He hired architects Robert Langdon and Ernest Wilson to design the museum in consultation with Stephen Garrett and Norman Neuerburg, and they created a re-imagining of Herculaneum’s Villa dei Papiri, a Roman villa buried in the eruption of Mt. Vesuvius in AD 79. As much of the original villa remains unexcavated, Neuerburg looked to other ancient Roman houses to complete the details of the new design. The result is unquestionably grand: a two-story building with a 300-foot-long peristyle of Doric and Corinthian columns surrounding a landscaped courtyard with a reflecting pool, Roman-style plantings, and bronze statues.

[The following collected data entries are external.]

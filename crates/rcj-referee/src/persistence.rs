use std::{
    fs,
    path::{Path, PathBuf},
    sync::{Arc, Mutex},
};

use serde::{Deserialize, Serialize};
use thiserror::Error;

use crate::{RuleFlags, SnapshotRecord};

#[derive(Debug, Error)]
pub enum PersistError {
    #[error("failed to access {path}: {source}")]
    Io {
        path: PathBuf,
        #[source]
        source: std::io::Error,
    },
    #[error("malformed state: {0}")]
    Format(#[from] serde_json::Error),
}

fn yes() -> bool {
    true
}

/// Everything the supervisor keeps across restarts.
///
/// Missing keys fall back to their defaults, so older or partial files still
/// load.
#[derive(Debug, Clone, PartialEq, Serialize, Deserialize)]
pub struct PersistedState {
    #[serde(rename = "Y", default, skip_serializing_if = "Option::is_none")]
    pub yellow_controller: Option<String>,
    #[serde(rename = "B", default, skip_serializing_if = "Option::is_none")]
    pub blue_controller: Option<String>,
    #[serde(default)]
    pub saved_snapshot: Option<SnapshotRecord>,
    #[serde(default = "yes")]
    pub check_timer_flag: bool,
    #[serde(default = "yes")]
    pub check_progress_flag: bool,
    #[serde(default = "yes")]
    pub check_goal_flag: bool,
    #[serde(default = "yes")]
    pub check_robots_in_penalty_area_flag: bool,
}

impl PersistedState {
    pub fn flags(&self) -> RuleFlags {
        RuleFlags {
            check_timer: self.check_timer_flag,
            check_progress: self.check_progress_flag,
            check_goal: self.check_goal_flag,
            check_robots_in_penalty_area: self.check_robots_in_penalty_area_flag,
        }
    }

    pub fn set_flags(&mut self, flags: RuleFlags) {
        self.check_timer_flag = flags.check_timer;
        self.check_progress_flag = flags.check_progress;
        self.check_goal_flag = flags.check_goal;
        self.check_robots_in_penalty_area_flag = flags.check_robots_in_penalty_area;
    }
}

impl Default for PersistedState {
    fn default() -> Self {
        Self {
            yellow_controller: None,
            blue_controller: None,
            saved_snapshot: None,
            check_timer_flag: true,
            check_progress_flag: true,
            check_goal_flag: true,
            check_robots_in_penalty_area_flag: true,
        }
    }
}

/// Durable storage for the supervisor state.
pub trait StateStore: Send {
    fn load(&self) -> Result<PersistedState, PersistError>;

    fn store(&mut self, state: &PersistedState) -> Result<(), PersistError>;

    /// Load the state, falling back to defaults on any failure.
    fn load_or_default(&self) -> PersistedState {
        match self.load() {
            Ok(state) => state,
            Err(err) => {
                log::warn!("Could not read the saved state, using defaults: {}", err);
                PersistedState::default()
            }
        }
    }
}

/// Keeps the state as a JSON file.
pub struct JsonFileStore {
    path: PathBuf,
}

impl JsonFileStore {
    pub fn new(path: impl Into<PathBuf>) -> Self {
        Self { path: path.into() }
    }

    pub fn path(&self) -> &Path {
        &self.path
    }

    fn io_error(&self, source: std::io::Error) -> PersistError {
        PersistError::Io {
            path: self.path.clone(),
            source,
        }
    }
}

impl StateStore for JsonFileStore {
    fn load(&self) -> Result<PersistedState, PersistError> {
        let data = fs::read_to_string(&self.path).map_err(|err| self.io_error(err))?;
        Ok(serde_json::from_str(&data)?)
    }

    fn store(&mut self, state: &PersistedState) -> Result<(), PersistError> {
        let data = serde_json::to_string(state)?;
        fs::write(&self.path, data).map_err(|err| self.io_error(err))
    }
}

/// In-memory store. Clones share the same slot.
#[derive(Debug, Clone, Default)]
pub struct MemoryStore {
    slot: Arc<Mutex<Option<PersistedState>>>,
}

impl MemoryStore {
    pub fn current(&self) -> Option<PersistedState> {
        self.slot.lock().ok().and_then(|slot| slot.clone())
    }
}

impl StateStore for MemoryStore {
    fn load(&self) -> Result<PersistedState, PersistError> {
        Ok(self.current().unwrap_or_default())
    }

    fn store(&mut self, state: &PersistedState) -> Result<(), PersistError> {
        if let Ok(mut slot) = self.slot.lock() {
            *slot = Some(state.clone());
        }
        Ok(())
    }
}
impl Simulation {
    /// Create an empty field with the ball on the center spot. Use
    /// [`SimulationBuilder`] to add robots.
    pub fn new(settings: SimulationSettings) -> Self {
        Self {
            settings,
            time: 0.0,
            ball: Body::at(kickoff_translation(), Rotation::default()),
            robots: BTreeMap::new(),
            selected: None,
            restarts: BTreeSet::new(),
        }
    }

    pub fn settings(&self) -> &SimulationSettings {
        &self.settings
    }

    pub fn ball_position(&self) -> Vector2 {
        self.ball.translation.xy()
    }

    /// Field-frame position and yaw of a robot.
    pub fn robot_pose(&self, name: RobotName) -> Option<(Vector2, f64)> {
        self.robots
            .get(&name)
            .map(|r| (r.body.translation.xy(), r.body.rotation.yaw()))
    }

    pub fn wheels(&self, name: RobotName) -> Option<(f64, f64)> {
        self.robots.get(&name).map(|r| r.wheels)
    }

    /// Mark an object as selected by the operator.
    pub fn select(&mut self, object: Option<ObjectId>) {
        self.selected = object;
    }

    /// Robots whose controller was changed or restarted since the last call.
    pub fn take_restarts(&mut self) -> Vec<RobotName> {
        std::mem::take(&mut self.restarts).into_iter().collect()
    }

    fn set_wheels(&mut self, name: RobotName, left: f64, right: f64) {
        if let Some(robot) = self.robots.get_mut(&name) {
            robot.wheels = (left, right);
        }
    }

    fn take_ball_reading(&mut self, name: RobotName) -> Option<BallReading> {
        self.robots.get_mut(&name).and_then(|r| r.ball_reading.take())
    }

    /// Advance the world by `dt` seconds.
    pub fn step(&mut self, dt: f64) {
        self.drive_robots(dt);
        self.separate_robots();
        self.push_ball();
        self.roll_ball(dt);
        self.time += dt;
        self.sense();
    }

    fn drive_robots(&mut self, dt: f64) {
        let r = self.settings.wheel_radius;
        let axle = self.settings.axle_length;
        let limit = |v: f64, wall: f64| v.clamp(-wall + ROBOT_RADIUS, wall - ROBOT_RADIUS);
        for robot in self.robots.values_mut() {
            let (left, right) = robot.wheels;
            let speed = (left + right) / 2.0 * r;
            let omega = (right - left) * r / axle;
            let yaw = robot.body.rotation.yaw();
            let mid = yaw + omega * dt / 2.0;
            let vel = Vector2::new(mid.cos(), mid.sin()) * speed;

            let t = &mut robot.body.translation;
            t.x = limit(t.x + vel.x * dt, WALL_X);
            t.y = limit(t.y + vel.y * dt, WALL_Y);
            t.z = ROBOT_DEPTH;
            robot.body.rotation = Rotation::from_yaw(Angle::from_radians(yaw + omega * dt).radians());
            robot.body.velocity = [vel.x, vel.y, 0.0, 0.0, 0.0, omega];
        }
    }

    fn separate_robots(&mut self) {
        let names: Vec<RobotName> = self.robots.keys().copied().collect();
        let min = 2.0 * ROBOT_RADIUS;
        for (i, a) in names.iter().enumerate() {
            for b in &names[i + 1..] {
                let (pa, pb) = match (self.robots.get(a), self.robots.get(b)) {
                    (Some(ra), Some(rb)) => (ra.body.translation.xy(), rb.body.translation.xy()),
                    _ => continue,
                };
                let d = pb - pa;
                let dist = d.norm();
                if dist >= min {
                    continue;
                }
                let normal = if dist > 1e-9 { d / dist } else { Vector2::x() };
                let shift = normal * (min - dist) / 2.0;
                if let Some(ra) = self.robots.get_mut(a) {
                    ra.body.translation.x -= shift.x;
                    ra.body.translation.y -= shift.y;
                }
                if let Some(rb) = self.robots.get_mut(b) {
                    rb.body.translation.x += shift.x;
                    rb.body.translation.y += shift.y;
                }
            }
        }
    }

    fn push_ball(&mut self) {
        let contact = ROBOT_RADIUS + BALL_RADIUS;
        for robot in self.robots.values() {
            let rp = robot.body.translation.xy();
            let d = self.ball.translation.xy() - rp;
            let dist = d.norm();
            if dist >= contact {
                continue;
            }
            let normal = if dist > 1e-9 {
                d / dist
            } else {
                let yaw = robot.body.rotation.yaw();
                Vector2::new(yaw.cos(), yaw.sin())
            };
            let out = rp + normal * contact;
            self.ball.translation.x = out.x;
            self.ball.translation.y = out.y;

            let approach = robot.body.planar_velocity().dot(&normal);
            if approach > 0.0 {
                let ball_vel = self.ball.planar_velocity();
                let along = ball_vel.dot(&normal);
                let target = approach * self.settings.push_factor;
                if along < target {
                    let v = ball_vel + normal * (target - along);
                    self.ball.velocity[0] = v.x;
                    self.ball.velocity[1] = v.y;
                }
            }
        }
    }

    fn roll_ball(&mut self, dt: f64) {
        let restitution = self.settings.ball_restitution;
        let decay = self.settings.ball_friction.powf(dt);
        let ball = &mut self.ball;
        for (axis, wall) in [(0, WALL_X), (1, WALL_Y)] {
            let mut p = ball.translation[axis] + ball.velocity[axis] * dt;
            let bound = wall - BALL_RADIUS;
            if p.abs() > bound {
                p = bound * p.signum();
                ball.velocity[axis] = -ball.velocity[axis] * restitution;
            }
            ball.translation[axis] = p;
            ball.velocity[axis] *= decay;
        }
        ball.translation.z = BALL_DEPTH;
        if ball.planar_velocity().norm() < REST_SPEED {
            ball.velocity = [0.0; 6];
        }
    }

    /// Refresh what every robot's ball receiver picks up.
    fn sense(&mut self) {
        let ball = self.ball.translation.xy();
        let range = self.settings.ir_range;
        for robot in self.robots.values_mut() {
            let rel = ball - robot.body.translation.xy();
            let dist = rel.norm();
            robot.ball_reading = if dist > range {
                None
            } else {
                let local = Angle::from_radians(-robot.body.rotation.yaw()).rotate_vector(&rel);
                let dir = if dist > 1e-9 { local / dist } else { Vector2::x() };
                Some(BallReading {
                    direction: Vector3::new(dir.x, dir.y, 0.0),
                    strength: 1.0 / dist.max(1e-3).powi(2),
                })
            };
        }
    }

    fn sonar(&self, name: RobotName) -> SonarValues {
        let Some(robot) = self.robots.get(&name) else {
            return SonarValues::default();
        };
        let origin = robot.body.translation.xy();
        let yaw = robot.body.rotation.yaw();
        let range = self.settings.sonar_range;
        let measure = |offset: f64| {
            let a = yaw + offset;
            let dir = Vector2::new(a.cos(), a.sin());
            (wall_distance(origin, dir) - ROBOT_RADIUS).clamp(0.0, range)
        };
        SonarValues {
            front: measure(0.0),
            left: measure(std::f64::consts::FRAC_PI_2),
            back: measure(std::f64::consts::PI),
            right: measure(-std::f64::consts::FRAC_PI_2),
        }
    }

    fn body(&self, object: ObjectId) -> Result<&Body, OracleError> {
        match object {
            ObjectId::Ball => Ok(&self.ball),
            ObjectId::Robot(name) => self
                .robots
                .get(&name)
                .map(|r| &r.body)
                .ok_or(OracleError::UnknownObject(object)),
        }
    }

    fn body_mut(&mut self, object: ObjectId) -> Result<&mut Body, OracleError> {
        match object {
            ObjectId::Ball => Ok(&mut self.ball),
            ObjectId::Robot(name) => self
                .robots
                .get_mut(&name)
                .map(|r| &mut r.body)
                .ok_or(OracleError::UnknownObject(object)),
        }
    }

    fn robot_mut(&mut self, name: RobotName) -> Result<&mut SimRobot, OracleError> {
        self.robots
            .get_mut(&name)
            .ok_or(OracleError::UnknownObject(ObjectId::Robot(name)))
    }
}
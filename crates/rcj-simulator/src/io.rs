use rcj_core::{Angle, BallReading, RobotName, SonarValues, Vector2, Vector3};
use rcj_robot::{BallSensor, HeadingSource, PositionSource, RangeSensor, RobotDevices, VelocityActuator};

use crate::Simulation;

/// The devices of one simulated robot, reported in its team frame.
pub struct SimRobotIo<'a> {
    sim: &'a mut Simulation,
    name: RobotName,
}

impl<'a> SimRobotIo<'a> {
    /// `None` if the robot is not in the simulation.
    pub fn attach(sim: &'a mut Simulation, name: RobotName) -> Option<Self> {
        if sim.robots.contains_key(&name) {
            Some(Self { sim, name })
        } else {
            None
        }
    }

    fn field_pose(&self) -> (Vector2, f64) {
        self.sim.robot_pose(self.name).unwrap_or((Vector2::zeros(), 0.0))
    }
}

impl PositionSource for SimRobotIo<'_> {
    fn position(&self) -> Vector2 {
        self.name.team.to_team_frame(self.field_pose().0)
    }
}

impl HeadingSource for SimRobotIo<'_> {
    fn compass_values(&self) -> Vector3 {
        let (_, yaw) = self.field_pose();
        let heading = Angle::from_radians(yaw) + Angle::PI_2;
        let yaw = (self.name.team.heading_to_team_frame(heading) - Angle::PI_2).radians();
        Vector3::new(yaw.sin(), yaw.cos(), 0.0)
    }
}

impl RangeSensor for SimRobotIo<'_> {
    fn sonar(&self) -> SonarValues {
        self.sim.sonar(self.name)
    }
}

impl BallSensor for SimRobotIo<'_> {
    fn ball_reading(&mut self) -> Option<BallReading> {
        self.sim.take_ball_reading(self.name)
    }
}

impl VelocityActuator for SimRobotIo<'_> {
    fn set_wheel_velocities(&mut self, left: f64, right: f64) {
        self.sim.set_wheels(self.name, left, right);
    }
}

impl RobotDevices for SimRobotIo<'_> {
    fn name(&self) -> RobotName {
        self.name
    }

    fn time(&self) -> f64 {
        self.sim.time
    }
}
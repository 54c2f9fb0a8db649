use std::{
    collections::VecDeque,
    fmt,
    sync::{Arc, Mutex, MutexGuard},
};

use bytes::Bytes;
use rand::{rngs::StdRng, Rng, SeedableRng};
use rcj_core::{RadioSettings, TeamColor};

use crate::codec::Packet;

/// A broadcast channel of the simulated radio.
#[derive(Debug, Clone, Copy, PartialEq, Eq, Hash)]
pub enum Channel {
    /// Referee to all robots.
    Supervisor,
    /// Robots of one team to each other.
    Team(TeamColor),
}

impl fmt::Display for Channel {
    fn fmt(&self, f: &mut fmt::Formatter<'_>) -> fmt::Result {
        match self {
            Channel::Supervisor => write!(f, "supervisor"),
            Channel::Team(team) => write!(f, "team {}", team.code()),
        }
    }
}

struct Inbox {
    channel: Channel,
    packets: VecDeque<Bytes>,
    /// Cleared when the receiver is dropped.
    open: bool,
}

struct RadioState {
    rng: StdRng,
    drop_probability: f64,
    inboxes: Vec<Inbox>,
}

/// An in-process lossy broadcast medium.
///
/// Every packet sent on a channel is copied into the queue of every receiver
/// listening on that channel, including a receiver owned by the sender itself.
/// Each copy is lost independently with the configured probability.
#[derive(Clone)]
pub struct Radio {
    state: Arc<Mutex<RadioState>>,
}

impl Radio {
    pub fn new(settings: &RadioSettings) -> Self {
        let rng = match settings.seed {
            Some(seed) => StdRng::seed_from_u64(seed),
            None => StdRng::from_entropy(),
        };
        Self {
            state: Arc::new(Mutex::new(RadioState {
                rng,
                drop_probability: settings.drop_probability.clamp(0.0, 1.0),
                inboxes: Vec::new(),
            })),
        }
    }

    /// A radio that never loses packets.
    pub fn lossless() -> Self {
        Self::new(&RadioSettings::default())
    }

    pub fn emitter(&self, channel: Channel) -> Emitter {
        Emitter {
            radio: self.clone(),
            channel,
        }
    }

    /// Start listening on `channel`. Only packets sent afterwards are received.
    pub fn receiver(&self, channel: Channel, name: impl Into<String>) -> Receiver {
        let mut state = self.lock();
        // Slots of dropped receivers are reused so the table stays bounded
        let index = match state.inboxes.iter().position(|inbox| !inbox.open) {
            Some(index) => {
                let inbox = &mut state.inboxes[index];
                inbox.channel = channel;
                inbox.packets.clear();
                inbox.open = true;
                index
            }
            None => {
                state.inboxes.push(Inbox {
                    channel,
                    packets: VecDeque::new(),
                    open: true,
                });
                state.inboxes.len() - 1
            }
        };
        Receiver {
            radio: self.clone(),
            index,
            name: name.into(),
        }
    }

    pub fn set_drop_probability(&self, probability: f64) {
        self.lock().drop_probability = probability.clamp(0.0, 1.0);
    }

    fn lock(&self) -> MutexGuard<'_, RadioState> {
        // A panic while holding the lock leaves the queues in a usable state
        self.state.lock().unwrap_or_else(|poisoned| poisoned.into_inner())
    }
}

/// Sending end of a channel.
#[derive(Clone)]
pub struct Emitter {
    radio: Radio,
    channel: Channel,
}

impl Emitter {
    pub fn channel(&self) -> Channel {
        self.channel
    }

    pub fn send_raw(&self, packet: Bytes) {
        let mut guard = self.radio.lock();
        let state = &mut *guard;
        for inbox in state
            .inboxes
            .iter_mut()
            .filter(|i| i.open && i.channel == self.channel)
        {
            if state.drop_probability > 0.0 && state.rng.gen_bool(state.drop_probability) {
                continue;
            }
            inbox.packets.push_back(packet.clone());
        }
    }

    pub fn send<P: Packet>(&self, packet: &P) {
        self.send_raw(packet.encode());
    }
}

/// Receiving end of a channel with its own packet queue.
pub struct Receiver {
    radio: Radio,
    index: usize,
    name: String,
}

impl Receiver {
    pub fn name(&self) -> &str {
        &self.name
    }

    pub fn queue_length(&self) -> usize {
        self.radio.lock().inboxes[self.index].packets.len()
    }

    pub fn next_packet(&self) -> Option<Bytes> {
        self.radio.lock().inboxes[self.index].packets.pop_front()
    }

    /// Take every queued packet, oldest first.
    pub fn drain_raw(&self) -> Vec<Bytes> {
        self.radio.lock().inboxes[self.index].packets.drain(..).collect()
    }

    /// Decode every queued packet in arrival order. Malformed packets are
    /// logged and dropped.
    pub fn drain<P: Packet>(&self) -> Vec<P> {
        self.drain_raw()
            .into_iter()
            .filter_map(|raw| match P::decode(&raw) {
                Ok(packet) => Some(packet),
                Err(err) => {
                    log::warn!("{}: dropping malformed packet: {}", self.name, err);
                    None
                }
            })
            .collect()
    }

    /// Decode the queue and keep only the newest valid packet.
    ///
    /// More than one queued packet means earlier ones were never acted upon;
    /// that is logged as lost packets.
    pub fn latest<P: Packet>(&self) -> Option<P> {
        let packets = self.drain::<P>();
        if packets.len() > 1 {
            log::debug!(
                "{} - {} receiver - Packets lost: {}",
                self.name,
                P::KIND,
                packets.len() - 1
            );
        }
        packets.into_iter().last()
    }
}

impl Drop for Receiver {
    fn drop(&mut self) {
        let mut state = self.radio.lock();
        let inbox = &mut state.inboxes[self.index];
        inbox.open = false;
        inbox.packets = VecDeque::new();
    }
}
//! Differential-drive steering policies.
//!
//! All policies work in the team frame. Headings follow the compass convention:
//! a robot with heading `h` drives forward along `(sin h, -cos h)`, and positive
//! headings are counter-clockwise.

use std::f64::consts::{FRAC_PI_2, PI};

use rcj_core::{angle_between_points, normalize, r2d, Angle, ControllerSettings, Vector2};

/// Velocity pair for the `(left, right)` wheel motors.
#[derive(Debug, Clone, Copy, PartialEq, Default)]
pub struct WheelSpeeds {
    pub left: f64,
    pub right: f64,
}

impl WheelSpeeds {
    pub const STOP: WheelSpeeds = WheelSpeeds {
        left: 0.0,
        right: 0.0,
    };

    pub fn new(left: f64, right: f64) -> Self {
        Self { left, right }
    }

    /// Limit both wheels to `±max`. Non-finite values become zero.
    pub fn clamp(self, max: f64) -> Self {
        let limit = |v: f64| if v.is_finite() { v.clamp(-max, max) } else { 0.0 };
        Self {
            left: limit(self.left),
            right: limit(self.right),
        }
    }
}

/// Unit vector towards `target` in the robot frame (x forward, y left).
pub fn local_direction(position: Vector2, heading: Angle, target: Vector2) -> Vector2 {
    let field = angle_between_points(position.x, position.y, target.x, target.y);
    let local = field - (heading.radians() - FRAC_PI_2);
    Vector2::new(local.cos(), local.sin())
}

/// Discretize a robot-frame ball direction: `0` when the ball is straight
/// ahead, `1` when it is to the right and `-1` when it is to the left.
pub fn ball_offset(local_direction: Vector2, dead_band: f64) -> i8 {
    if local_direction.y.abs() <= dead_band {
        0
    } else if local_direction.y < 0.0 {
        1
    } else {
        -1
    }
}

/// Direct pursuit: drive straight while the ball is ahead, otherwise turn in
/// place towards it.
pub fn go_to_ball(offset: i8, settings: &ControllerSettings) -> WheelSpeeds {
    if offset == 0 {
        return WheelSpeeds::new(settings.nominal_velocity, settings.nominal_velocity);
    }
    let offset = offset as f64;
    WheelSpeeds::new(offset * settings.pursuit_gain, -offset * settings.pursuit_gain)
}

/// Bearing error towards `target` in degrees, folded into `[-90, 90]`.
///
/// The second value is true when the fold happened, meaning the robot's back is
/// the end closer to facing the target.
pub fn bearing_error(position: Vector2, heading: Angle, target: Vector2) -> (f64, bool) {
    let bearing = angle_between_points(position.x, position.y, target.x, target.y);
    let deg = normalize(r2d(bearing + FRAC_PI_2), -180.0, 180.0);
    let error = normalize(deg - heading.degrees(), -180.0, 180.0);
    if error > 90.0 {
        (error - 180.0, true)
    } else if error < -90.0 {
        (error + 180.0, true)
    } else {
        (error, false)
    }
}

/// Point approach.
///
/// The outer wheel runs at full speed and the inner one is slowed by
/// `|error|/9·0.5 + (1/distance)·0.5`. When `|error·distance|` is within
/// `threshold` both wheels run at full speed. Targets behind the robot are
/// approached in reverse.
pub fn go_to_point(
    position: Vector2,
    heading: Angle,
    target: Vector2,
    threshold: f64,
    settings: &ControllerSettings,
) -> WheelSpeeds {
    let max = settings.max_velocity;
    let distance = (target - position).norm();
    if distance < settings.arrival_epsilon {
        return WheelSpeeds::new(max, max);
    }

    let (error, reversed) = bearing_error(position, heading, target);
    if (error * distance).abs() <= threshold {
        return if reversed {
            WheelSpeeds::new(-max, -max)
        } else {
            WheelSpeeds::new(max, max)
        };
    }

    let dif = (error / 9.0).abs() * 0.5 + (1.0 / distance) * 0.5;
    match (reversed, error > 0.0) {
        (false, true) => WheelSpeeds::new(max - dif, max),
        (false, false) => WheelSpeeds::new(max, max - dif),
        (true, true) => WheelSpeeds::new(-max, -(max - dif)),
        (true, false) => WheelSpeeds::new(-(max - dif), -max),
    }
}

/// Point orientation: turn in place at `|error|/9` until the bearing error is
/// within `threshold` degrees.
pub fn look_at_point(position: Vector2, heading: Angle, target: Vector2, threshold: f64) -> WheelSpeeds {
    let (error, _) = bearing_error(position, heading, target);
    let vel = (error / 9.0).abs();
    if error.abs() <= threshold {
        WheelSpeeds::STOP
    } else if error > 0.0 {
        WheelSpeeds::new(-vel, vel)
    } else {
        WheelSpeeds::new(vel, -vel)
    }
}

/// Rotate in place while looking for the ball.
pub fn search_motion(settings: &ControllerSettings) -> WheelSpeeds {
    let speed = settings.max_velocity / 4.0;
    WheelSpeeds::new(-speed, speed)
}

/// Heading that faces `target` from `position`, in (-π, π].
pub fn heading_towards(position: Vector2, target: Vector2) -> Angle {
    let bearing = angle_between_points(position.x, position.y, target.x, target.y);
    Angle::from_radians(normalize(bearing + FRAC_PI_2, -PI, PI))
}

Its interior galleries are likewise opulent, with fine stone wall finishes and shining terrazzo floors. Some critics likened the museum to examples of Los Angeles’ more grandiosely mimetic architecture, from Forest Lawn to Disneyland, bemoaning its lack of authenticity and retrograde architectural vision. But the public loved it, and other critics held it up as an example of populist, even Postmodern design. More than one pointed out the environmental appropriateness of a Mediterranean design for the Southern California coastal location.
Between 1997 and 2006, the Getty Villa underwent a major renovation by architects Rodolfo Machado and Jorge Silvetti, seeing modifications to its site plan, landscaping, and buildings. The museum now houses only Greek, Roman, and Etruscan art, with the rest of Getty’s collection now housed at the massive Getty Center in Brentwood.